Written as a cover, this book is a reworking of The Winter's Tale by Shakespeare, a later play that touches upon the themes he was known for--identity, forgiveness, jealously. I wouldn't call it a departure for him but it is a different play in that it starts off with tragedy and ends on a fulfilled happier note. Many know this play for it's famous stage direction, "Exit, pursued by bear." Told in multiple point of views, this story is of Leo (Leontes in the original) and his deeper fall from grace and later redemption. Leo suspects that his best-friend and once lover Xeno and his beautiful and pregnant wife are having an affair. He also suspects that the baby is not his. This enrages him, causing him to alienate everyone and make some drastic, tragic mistakes that lead to the death of two people and the disappearance of three. The "life they ruined" one of the characters later says. 
It's incredible because this book is so short yet I feel as if I've known all the characters for such a long time. Jeanette Winterson has such a way of including the reader in the story that you weep when the character's weep, you laugh when they laugh and you get justifiably angry at the misdeeds and assumptions of one man. 

I wish I could share this book with everyone but as I have only one copy, I'll settle for sending it around. It's truly incredible. The writing is amazing, the story adds so much to the original and yet I don't know if you have to revisit the original (there's a helpful rundown at the beginning that sums everything up nicely). I burst with happiness throughout the book and made a note of all the most amazing lines, one being: 'I discover that grief means living with someone who is not there." 

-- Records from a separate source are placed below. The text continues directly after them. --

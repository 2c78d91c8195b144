//! Parse diagnostics.
//!
//! Every recoverable parse failure becomes an [`errors::Error`]: a
//! `thiserror`-derived message plus the source position of the offending
//! token. Errors never abort a parse; the parser collects them in order.

pub mod errors;
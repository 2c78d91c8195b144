//! Parser module for building an Abstract Syntax Tree (AST).
//!
//! This module contains the parser that transforms a stream of tokens
//! into a [`crate::ast::ast::Program`]. It uses a Pratt parser for
//! expressions with operator precedence and handles:
//!
//! - Statement parsing (`let`, `return`, expression statements)
//! - Expression parsing (prefix and infix operators, literals, grouping)
//! - Error recovery and reporting
//!
//! The parser uses NUD (null denotation) and LED (left denotation) functions
//! for expression parsing with binding power for precedence handling.

pub mod expr;
pub mod lookups;
pub mod parser;
pub mod stmt;

#[cfg(test)]
mod tests;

I love how Jeanette Winterson also introduces the characters and their own archetypes and then sticks with them, trusting the reader to follow and pick up on the shared history, inside jokes and motifs of the character. 

I could probably go on and on about how much I love this book but I would only be taking away from anyone reading the review and not reading this book. Go read it now!  It's sublime. Amazing. Beautiful. 

So thank you for Jeanette Winterson for this book and thank you for Blogging For Books for the copy. I cannot wait to talk this up at the library, send it to all my friends and revisit it again and again.